# Anybody see the extension rings?



## RIVETER (Sep 26, 2009)

zac said:


> I saw this on a site and thought I would post it. I thought the most you could use was 3. It least there is no need for an offset!


Why would you think that that may not be correct?


----------



## zac (May 11, 2009)

I guess an old wives tale. I see that 480 already posted this picture.


----------



## Awg-Dawg (Jan 23, 2007)

zac said:


> I guess an old wives tale.


 
Its not how many are there.

If you look, you can see that they are installed facing each other.

There is no way to access the wiring.


----------



## zac (May 11, 2009)

Awg-Dawg said:


> Its not how many are there.
> 
> If you look, you can see that they are installed facing each other.
> 
> There is no way to access the wiring.


I see that.
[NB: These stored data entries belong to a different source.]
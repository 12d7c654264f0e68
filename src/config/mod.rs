use serde::{Deserialize, Serialize};
use std::env;

/// Signing secret used when `JWT_SECRET` is not provided.
///
/// Only acceptable for local development; startup logs a warning whenever it is in use.
pub const DEFAULT_JWT_SECRET: &str = "storefront-dev-secret-change-me";

#[derive(Debug, Clone, Serialize, Deserialize)]
pub struct AppConfig {
    pub environment: Environment,
    pub server: ServerConfig,
    pub database: DatabaseConfig,
    pub security: SecurityConfig,
    pub tenancy: TenancyConfig,
    pub ai: AiConfig,
}

#[derive(Debug, Clone, Copy, PartialEq, Eq, Serialize, Deserialize)]
pub enum Environment {
    Development,
    Staging,
    Production,
}

#[derive(Debug, Clone, Serialize, Deserialize)]
pub struct ServerConfig {
    pub host: String,
    pub port: u16,
}

#[derive(Debug, Clone, Serialize, Deserialize)]
pub struct DatabaseConfig {
    pub url: Option<String>,
    pub max_connections: u32,
    pub connection_timeout: u64,
}

#[derive(Debug, Clone, Serialize, Deserialize)]
pub struct SecurityConfig {
    #[serde(skip_serializing)]
    pub jwt_secret: String,
    pub jwt_expiry_hours: u64,
    pub cookie_secure: bool,
    pub enable_cors: bool,
    pub cors_origins: Vec<String>,
}

#[derive(Debug, Clone, Serialize, Deserialize)]
pub struct TenancyConfig {
    /// Hosts that are never treated as custom domains (port is ignored)
    pub dev_hosts: Vec<String>,
    /// Platform-owned parent domains; any subdomain of these is not a custom domain
    pub platform_domains: Vec<String>,
}

#[derive(Debug, Clone, Serialize, Deserialize)]
pub struct AiConfig {
    #[serde(skip_serializing)]
    pub api_key: Option<String>,
    pub base_url: String,
    pub model: String,
    pub temperature: f32,
    pub max_tokens: u32,
}

impl AppConfig {
    pub fn from_env() -> Self {
        let environment = match env::var("APP_ENV").as_deref() {
            Ok("production") | Ok("prod") => Environment::Production,
            Ok("staging") | Ok("stage") => Environment::Staging,
            _ => Environment::Development,
        };

        // Set defaults based on environment, then override with specific env vars
        match environment {
            Environment::Production => Self::production(),
            Environment::Staging => Self::staging(),
            Environment::Development => Self::development(),
        }
        .with_env_overrides()
    }

    pub fn is_production(&self) -> bool {
        self.environment == Environment::Production
    }

    /// True when the token signing secret is the built-in development fallback
    pub fn uses_default_secret(&self) -> bool {
        self.security.jwt_secret == DEFAULT_JWT_SECRET
    }

    fn with_env_overrides(mut self) -> Self {
        // Server overrides
        if let Ok(v) = env::var("HOST") {
            self.server.host = v;
        }
        if let Some(port) = env::var("STOREFRONT_API_PORT")
            .ok()
            .or_else(|| env::var("PORT").ok())
            .and_then(|s| s.parse::<u16>().ok())
        {
            self.server.port = port;
        }

        // Database overrides
        if let Ok(v) = env::var("DATABASE_URL") {
            self.database.url = Some(v).filter(|s| !s.is_empty());
        }
        if let Ok(v) = env::var("DATABASE_MAX_CONNECTIONS") {
            self.database.max_connections = v.parse().unwrap_or(self.database.max_connections);
        }
        if let Ok(v) = env::var("DATABASE_CONNECTION_TIMEOUT") {
            self.database.connection_timeout = v.parse().unwrap_or(self.database.connection_timeout);
        }

        // Security overrides
        if let Ok(v) = env::var("JWT_SECRET") {
            if !v.is_empty() {
                self.security.jwt_secret = v;
            }
        }
        if let Ok(v) = env::var("SECURITY_JWT_EXPIRY_HOURS") {
            self.security.jwt_expiry_hours = v.parse().unwrap_or(self.security.jwt_expiry_hours);
        }
        if let Ok(v) = env::var("SECURITY_COOKIE_SECURE") {
            self.security.cookie_secure = v.parse().unwrap_or(self.security.cookie_secure);
        }
        if let Ok(v) = env::var("SECURITY_ENABLE_CORS") {
            self.security.enable_cors = v.parse().unwrap_or(self.security.enable_cors);
        }
        if let Ok(v) = env::var("SECURITY_CORS_ORIGINS") {
            self.security.cors_origins = split_list(&v);
        }

        // Tenancy overrides
        if let Ok(v) = env::var("TENANCY_DEV_HOSTS") {
            self.tenancy.dev_hosts = split_list(&v);
        }
        if let Ok(v) = env::var("TENANCY_PLATFORM_DOMAINS") {
            self.tenancy.platform_domains = split_list(&v);
        }

        // AI overrides
        if let Ok(v) = env::var("AI_API_KEY") {
            self.ai.api_key = Some(v).filter(|s| !s.is_empty());
        }
        if let Ok(v) = env::var("AI_BASE_URL") {
            self.ai.base_url = v;
        }
        if let Ok(v) = env::var("AI_MODEL") {
            self.ai.model = v;
        }
        if let Ok(v) = env::var("AI_TEMPERATURE") {
            self.ai.temperature = v.parse().unwrap_or(self.ai.temperature);
        }
        if let Ok(v) = env::var("AI_MAX_TOKENS") {
            self.ai.max_tokens = v.parse().unwrap_or(self.ai.max_tokens);
        }

        self
    }

    pub fn development() -> Self {
        Self {
            environment: Environment::Development,
            server: ServerConfig {
                host: "0.0.0.0".to_string(),
                port: 3000,
            },
            database: DatabaseConfig {
                url: None,
                max_connections: 10,
                connection_timeout: 30,
            },
            security: SecurityConfig {
                jwt_secret: DEFAULT_JWT_SECRET.to_string(),
                jwt_expiry_hours: 24 * 7, // 1 week
                cookie_secure: false,
                enable_cors: true,
                cors_origins: vec!["http://localhost:3000".to_string(), "http://localhost:5173".to_string()],
            },
            tenancy: TenancyConfig::default(),
            ai: AiConfig::default(),
        }
    }

    fn staging() -> Self {
        Self {
            environment: Environment::Staging,
            server: ServerConfig {
                host: "0.0.0.0".to_string(),
                port: 3000,
            },
            database: DatabaseConfig {
                url: None,
                max_connections: 20,
                connection_timeout: 10,
            },
            security: SecurityConfig {
                jwt_secret: DEFAULT_JWT_SECRET.to_string(),
                jwt_expiry_hours: 24 * 7,
                cookie_secure: true,
                enable_cors: true,
                cors_origins: vec!["https://staging.example.com".to_string()],
            },
            tenancy: TenancyConfig::default(),
            ai: AiConfig::default(),
        }
    }

    fn production() -> Self {
        Self {
            environment: Environment::Production,
            server: ServerConfig {
                host: "0.0.0.0".to_string(),
                port: 3000,
            },
            database: DatabaseConfig {
                url: None,
                max_connections: 50,
                connection_timeout: 5,
            },
            security: SecurityConfig {
                jwt_secret: DEFAULT_JWT_SECRET.to_string(),
                jwt_expiry_hours: 24 * 7,
                cookie_secure: true,
                enable_cors: true,
                cors_origins: vec!["https://app.example.com".to_string()],
            },
            tenancy: TenancyConfig::default(),
            ai: AiConfig::default(),
        }
    }
}

impl Default for TenancyConfig {
    fn default() -> Self {
        Self {
            dev_hosts: vec!["localhost".to_string(), "127.0.0.1".to_string()],
            platform_domains: vec!["vercel.app".to_string()],
        }
    }
}

impl Default for AiConfig {
    fn default() -> Self {
        Self {
            api_key: None,
            base_url: "https://api.openai.com/v1/".to_string(),
            model: "gpt-3.5-turbo".to_string(),
            temperature: 0.7,
            max_tokens: 500,
        }
    }
}

fn split_list(value: &str) -> Vec<String> {
    value
        .split(',')
        .map(|s| s.trim().to_string())
        .filter(|s| !s.is_empty())
        .collect()
}

#[cfg(test)]
mod tests {
    use super::*;

    #[test]
    fn test_default_development_config() {
        let config = AppConfig::development();
        assert!(!config.is_production());
        assert!(!config.security.cookie_secure);
        assert!(config.uses_default_secret());
    }

    #[test]
    fn test_default_production_config() {
        let config = AppConfig::production();
        assert!(config.is_production());
        assert!(config.security.cookie_secure);
    }

    #[test]
    fn secret_is_never_serialized() {
        let config = AppConfig::development();
        let value = serde_json::to_value(&config).unwrap();
        assert!(value["security"].get("jwt_secret").is_none());
        assert!(value["ai"].get("api_key").is_none());
    }

    #[test]
    fn splits_comma_lists() {
        assert_eq!(split_list(" a.com, b.com ,,"), vec!["a.com", "b.com"]);
    }
}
If it's an extension ring it will have a 2 gang opening for access. They must of used longer 832's to connect the extension rings.


----------



## RIVETER (Sep 26, 2009)

Can't seem to get through. Does anyone think that that many extension rings is legal?


----------



## zac (May 11, 2009)

Apparently it is.


----------



## RIVETER (Sep 26, 2009)

zac said:


> Apparently it is.


Do you agree with apparently?


----------



## zac (May 11, 2009)

I didn't see any code references condemning it, outside of grounding or 1/4 gaps.


----------



## RIVETER (Sep 26, 2009)

zac said:


> I didn't see any code references condemning it, outside of grounding or 1/4 gaps.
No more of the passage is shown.